TASK PROMPT
Reproduce the entries below exactly, but only from the line containing "from_above, rows, &data, additive, peer)?;" to the line containing "let (n_down, n_up)", inclusive.

Records from a collection
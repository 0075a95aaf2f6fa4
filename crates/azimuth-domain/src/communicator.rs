//! Guard-cell and particle exchange between neighbouring domains.
//!
//! Every exchange follows the same two-phase protocol: pack both
//! outgoing payloads, send the upward one to the right peer and the
//! downward one to the left peer, then receive from the left peer and
//! from the right peer, in that order. With per-pair FIFO delivery this
//! pairs messages correctly even when both peers are the same rank.

use azimuth_core::{Boundaries, ConfigError, ExchangeError, ExchangeKind, StencilOrder};
use azimuth_grid::{Complex64, Component, InterpGrid};
use azimuth_particles::{ParticleArrays, Species};

use crate::decomposition::{DomainDecomposition, LocalDomain};
use crate::transport::{Message, Transport};
use crate::window::{MovingWindow, WindowConfig, WindowGeometry};

/// Cross-domain operations the step loop relies on.
pub trait Communicator: Send {
    /// Local rank.
    fn rank(&self) -> usize;

    /// Number of ranks.
    fn size(&self) -> usize;

    /// Guard cells at each interior boundary.
    fn n_guard(&self) -> usize;

    /// Absorbing cells added at open global edges.
    fn n_damp(&self) -> usize;

    /// Behaviour at the global edges.
    fn boundaries(&self) -> Boundaries;

    /// Compute this rank's slab of the global box.
    fn divide_into_domain(
        &mut self,
        zmin: f64,
        zmax: f64,
        p_zmin: f64,
        p_zmax: f64,
    ) -> Result<LocalDomain, ConfigError>;

    /// Synchronise guard cells of `kind` with the neighbours.
    fn exchange_fields(
        &mut self,
        grids: &mut [InterpGrid],
        kind: ExchangeKind,
    ) -> Result<(), ExchangeError>;

    /// Migrate particles that left the owned slab, drop those that left
    /// the global box, and refill cells exposed by the moving window.
    fn exchange_particles(
        &mut self,
        species: &mut dyn Species,
        grids: &[InterpGrid],
        time: f64,
    ) -> Result<(), ExchangeError>;

    /// Attenuate E and B in the guard and damping cells at open edges.
    fn damp_guard_eb(&mut self, grids: &mut [InterpGrid]);

    /// Advance the moving window, if any. Returns cells moved.
    fn move_grids(&mut self, grids: &mut [InterpGrid], dt: f64, time: f64) -> usize;

    /// Attach a moving window. `grid_v` is the drift velocity the grid
    /// boundaries already have (Galilean frame), or zero.
    fn set_moving_window(
        &mut self,
        config: &WindowConfig,
        grids: &[InterpGrid],
        grid_v: f64,
        exchange_period: u64,
        dt: f64,
        time: f64,
    ) -> Result<(), ConfigError>;

    /// The moving window, if attached.
    fn moving_window(&self) -> Option<&MovingWindow>;

    /// Mutable moving window, if attached.
    fn moving_window_mut(&mut self) -> Option<&mut MovingWindow>;
}

// ── BoundaryCommunicator ───────────────────────────────────────────

/// [`Communicator`] over any [`Transport`].
#[derive(Debug)]
pub struct BoundaryCommunicator<T: Transport> {
    transport: T,
    decomp: DomainDecomposition,
    stencil: StencilOrder,
    window: Option<MovingWindow>,
}

impl<T: Transport> BoundaryCommunicator<T> {
    /// Communicator for a box of `nz_global` cells.
    ///
    /// Without an explicit `n_guard` the guard width follows the
    /// stencil order. A single periodic rank never needs guard cells.
    pub fn new(
        transport: T,
        nz_global: usize,
        n_guard: Option<usize>,
        stencil: StencilOrder,
        n_damp: usize,
        boundaries: Boundaries,
    ) -> Self {
        let (rank, size) = (transport.rank(), transport.size());
        let n_guard = if size == 1 && boundaries == Boundaries::Periodic {
            0
        } else {
            n_guard.unwrap_or_else(|| stencil.default_guard_cells())
        };
        Self {
            transport,
            decomp: DomainDecomposition {
                rank,
                size,
                nz_global,
                n_guard,
                n_damp,
                boundaries,
            },
            stencil,
            window: None,
        }
    }

    /// Global decomposition parameters.
    pub fn decomposition(&self) -> &DomainDecomposition {
        &self.decomp
    }

    /// Stencil order the guard width was derived from.
    pub fn stencil(&self) -> StencilOrder {
        self.stencil
    }

    /// Physical (owned) extent of the local grid right now.
    fn owned_bounds(&self, grid: &InterpGrid) -> (f64, f64) {
        let dz = grid.dz();
        (
            grid.zmin() + self.decomp.n_left() as f64 * dz,
            grid.zmax() - self.decomp.n_right() as f64 * dz,
        )
    }

    fn send_both(
        &mut self,
        upward: Option<Message>,
        downward: Option<Message>,
    ) -> Result<(Option<Message>, Option<Message>), ExchangeError> {
        let left = self.decomp.left_peer();
        let right = self.decomp.right_peer();
        if let (Some(peer), Some(msg)) = (right, upward) {
            self.transport.send(peer, msg)?;
        }
        if let (Some(peer), Some(msg)) = (left, downward) {
            self.transport.send(peer, msg)?;
        }
        let from_left = left.map(|p| self.transport.recv(p)).transpose()?;
        let from_right = right.map(|p| self.transport.recv(p)).transpose()?;
        Ok((from_left, from_right))
    }
}

fn components(kind: ExchangeKind) -> &'static [Component] {
    match kind {
        ExchangeKind::EB => &Component::EB,
        ExchangeKind::Rho => &[Component::Rho],
        ExchangeKind::J => &Component::J,
    }
}

fn pack_rows(grids: &[InterpGrid], comps: &[Component], iz: usize, rows: usize) -> Vec<Complex64> {
    let mut out = Vec::new();
    for grid in grids {
        for &c in comps {
            out.extend_from_slice(grid.slab(c, iz, rows));
        }
    }
    out
}

fn unpack_rows(
    grids: &mut [InterpGrid],
    comps: &[Component],
    iz: usize,
    rows: usize,
    data: &[Complex64],
    additive: bool,
    peer: usize,
) -> Result<(), ExchangeError> {
    let per_slab = rows * grids.first().map_or(0, |g| g.nr());
    let expected = per_slab * comps.len() * grids.len();
    if data.len() != expected {
        return Err(ExchangeError::PayloadMismatch {
            peer,
            expected,
            found: data.len(),
        });
    }
    let mut chunks = data.chunks_exact(per_slab.max(1));
    for grid in grids.iter_mut() {
        for &c in comps {
            let Some(src) = chunks.next() else {
                return Ok(());
            };
            let dst = grid.slab_mut(c, iz, rows);
            if additive {
                for (d, s) in dst.iter_mut().zip(src) {
                    *d += *s;
                }
            } else {
                dst.copy_from_slice(src);
            }
        }
    }
    Ok(())
}

fn field_payload(msg: Message, peer: usize) -> Result<Vec<Complex64>, ExchangeError> {
    match msg {
        Message::Fields(v) => Ok(v),
        Message::Particles(_) => Err(ExchangeError::UnexpectedMessage {
            peer,
            expected: "fields",
        }),
    }
}

fn particle_payload(msg: Message, peer: usize) -> Result<ParticleArrays, ExchangeError> {
    match msg {
        Message::Particles(v) => {
            ParticleArrays::from_packed(&v).map_err(|_| ExchangeError::PayloadMismatch {
                peer,
                expected: v.len() / ParticleArrays::PACKED_WIDTH * ParticleArrays::PACKED_WIDTH,
                found: v.len(),
            })
        }
        Message::Fields(_) => Err(ExchangeError::UnexpectedMessage {
            peer,
            expected: "particles",
        }),
    }
}

/// `sin^2` ramp rising from the outer edge of the damping region.
fn damping_factor(i: usize, n_damp: usize) -> f64 {
    let s = (0.5 * std::f64::consts::PI * (i as f64 + 0.5) / n_damp as f64).sin();
    s * s
}

impl<T: Transport> Communicator for BoundaryCommunicator<T> {
    fn rank(&self) -> usize {
        self.decomp.rank
    }

    fn size(&self) -> usize {
        self.decomp.size
    }

    fn n_guard(&self) -> usize {
        self.decomp.n_guard
    }

    fn n_damp(&self) -> usize {
        self.decomp.n_damp
    }

    fn boundaries(&self) -> Boundaries {
        self.decomp.boundaries
    }

    fn divide_into_domain(
        &mut self,
        zmin: f64,
        zmax: f64,
        p_zmin: f64,
        p_zmax: f64,
    ) -> Result<LocalDomain, ConfigError> {
        self.decomp.divide(zmin, zmax, p_zmin, p_zmax)
    }

    fn exchange_fields(
        &mut self,
        grids: &mut [InterpGrid],
        kind: ExchangeKind,
    ) -> Result<(), ExchangeError> {
        let ng = self.decomp.n_guard;
        let Some(nz) = grids.first().map(InterpGrid::nz) else {
            return Ok(());
        };
        if ng == 0 {
            return Ok(());
        }
        let comps = components(kind);
        let additive = kind.is_additive();

        // (first row sent up, first row sent down, rows, first row
        //  written from below, first row written from above)
        let (up, down, rows, from_below, from_above) = if additive {
            (nz - 2 * ng, 0, 2 * ng, 0, nz - 2 * ng)
        } else {
            (nz - 2 * ng, ng, ng, 0, nz - ng)
        };

        let upward = Message::Fields(pack_rows(grids, comps, up, rows));
        let downward = Message::Fields(pack_rows(grids, comps, down, rows));
        let (from_left, from_right) = self.send_both(Some(upward), Some(downward))?;

        if let (Some(msg), Some(peer)) = (from_left, self.decomp.left_peer()) {
            let data = field_payload(msg, peer)?;
            unpack_rows(grids, comps, from_below, rows, &data, additive, peer)?;
        }
        if let (Some(msg), Some(peer)) = (from_right, self.decomp.right_peer()) {
            let data = field_payload(msg, peer)?;
            unpack_rows(grids, comps, from_above, rows, &data, additive, peer)?;
        }
        Ok(())
    }

    fn exchange_particles(
        &mut self,
        species: &mut dyn Species,
        grids: &[InterpGrid],
        time: f64,
    ) -> Result<(), ExchangeError> {
        let Some(grid) = grids.first() else {
            return Ok(());
        };
        let (lo, hi) = self.owned_bounds(grid);
        let global_length = self.decomp.nz_global as f64 * grid.dz();

        let arrays = species.arrays_mut();
        let mut downward = arrays.split_off_where(|z| z < lo);
        let mut upward = arrays.split_off_where(|z| z >= hi);
        let (n_down, n_up) = (downward.len(), upward.len());

        // Crossing a periodic global edge re-enters at the far end.
        if self.decomp.is_last() {
            upward.translate_z(-global_length);
        }
        if self.decomp.is_first() {
            downward.translate_z(global_length);
        }

        let mut dropped = 0;
        if self.decomp.right_peer().is_none() {
            dropped += n_up;
        }
        if self.decomp.left_peer().is_none() {
            dropped += n_down;
        }

        let (from_left, from_right) = self.send_both(
            Some(Message::Particles(upward.to_packed())),
            Some(Message::Particles(downward.to_packed())),
        )?;

        let mut received = 0;
        for (msg, peer) in [
            (from_left, self.decomp.left_peer()),
            (from_right, self.decomp.right_peer()),
        ] {
            if let (Some(msg), Some(peer)) = (msg, peer) {
                let incoming = particle_payload(msg, peer)?;
                received += incoming.len();
                species.arrays_mut().extend(incoming);
            }
        }

        let injected = match self.window.as_mut() {
            Some(w) => w.inject(species, hi, time),
            None => 0,
        };

        if n_down + n_up + received + injected > 0 {
            species.set_sorted(false);
        }
        log::debug!(
            "rank {}: {} sent {}, received {received}, dropped {dropped}, injected {injected}",
            self.decomp.rank,
            species.name(),
            n_down + n_up - dropped,
        );
        Ok(())
    }

    fn damp_guard_eb(&mut self, grids: &mut [InterpGrid]) {
        if self.decomp.boundaries != Boundaries::Open {
            return;
        }
        let ng = self.decomp.n_guard;
        let nd = self.decomp.n_damp;
        for grid in grids.iter_mut() {
            let nz = grid.nz();
            if self.decomp.is_first() {
                for iz in 0..ng.min(nz) {
                    grid.scale_eb_row(iz, 0.0);
                }
                for i in 0..nd {
                    if ng + i < nz {
                        grid.scale_eb_row(ng + i, damping_factor(i, nd));
                    }
                }
            }
            if self.decomp.is_last() {
                for iz in nz.saturating_sub(ng)..nz {
                    grid.scale_eb_row(iz, 0.0);
                }
                for i in 0..nd {
                    if let Some(iz) = nz.checked_sub(ng + 1 + i) {
                        grid.scale_eb_row(iz, damping_factor(i, nd));
                    }
                }
            }
        }
    }

    fn move_grids(&mut self, grids: &mut [InterpGrid], dt: f64, _time: f64) -> usize {
        match self.window.as_mut() {
            Some(w) => w.move_grids(grids, dt),
            None => 0,
        }
    }

    fn set_moving_window(
        &mut self,
        config: &WindowConfig,
        grids: &[InterpGrid],
        grid_v: f64,
        exchange_period: u64,
        dt: f64,
        time: f64,
    ) -> Result<(), ConfigError> {
        if self.decomp.boundaries == Boundaries::Periodic {
            return Err(ConfigError::WindowRequiresOpenBoundaries);
        }
        let grid = grids.first().ok_or_else(|| ConfigError::InvalidWindow {
            reason: "no field grid to attach to".into(),
        })?;
        let geometry = WindowGeometry {
            n_right: self.decomp.n_right(),
            is_last: self.decomp.is_last(),
        };
        self.window = Some(MovingWindow::new(
            config,
            grid,
            geometry,
            grid_v,
            exchange_period,
            dt,
            time,
        )?);
        Ok(())
    }

    fn moving_window(&self) -> Option<&MovingWindow> {
        self.window.as_ref()
    }

    fn moving_window_mut(&mut self) -> Option<&mut MovingWindow> {
        self.window.as_mut()
    }
}
//! Core types and traits for the azimuth particle-in-cell engine.
//!
//! This is the leaf crate with zero internal dependencies. It defines
//! the vocabulary shared by every other crate in the workspace:
//! physical constants, the iteration counter, the closed set of field
//! kinds used by deposition and guard exchange, boundary and particle
//! shape options, error types, and the [`Resident`] capability.

#![deny(missing_docs)]
#![deny(rustdoc::broken_intra_doc_links)]
#![forbid(unsafe_code)]

pub mod constants;
pub mod error;
pub mod id;
pub mod kind;
pub mod options;
pub mod traits;

pub use error::{
    ConfigError, DepositError, DiagnosticError, ExchangeError, FieldsError, SpeciesError,
    StagingError, StepError,
};
pub use id::Iteration;
pub use kind::{DepositKind, ExchangeKind, SourceField, TransformKind};
pub use options::{Boundaries, ParticleShape, StencilOrder};
pub use traits::Resident;
pub mod handlers;
pub mod router;
pub mod state;

pub use router::create_router;
pub use state::AppState;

TASK RESULT
            unpack_rows(grids, comps, from_above, rows, &data, additive, peer)?;
        }
        Ok(())
    }

    fn exchange_particles(
        &mut self,
        species: &mut dyn Species,
        grids: &[InterpGrid],
        time: f64,
    ) -> Result<(), ExchangeError> {
        let Some(grid) = grids.first() else {
            return Ok(());
        };
        let (lo, hi) = self.owned_bounds(grid);
        let global_length = self.decomp.nz_global as f64 * grid.dz();

        let arrays = species.arrays_mut();
        let mut downward = arrays.split_off_where(|z| z < lo);
        let mut upward = arrays.split_off_where(|z| z >= hi);
        let (n_down, n_up) = (downward.len(), upward.len());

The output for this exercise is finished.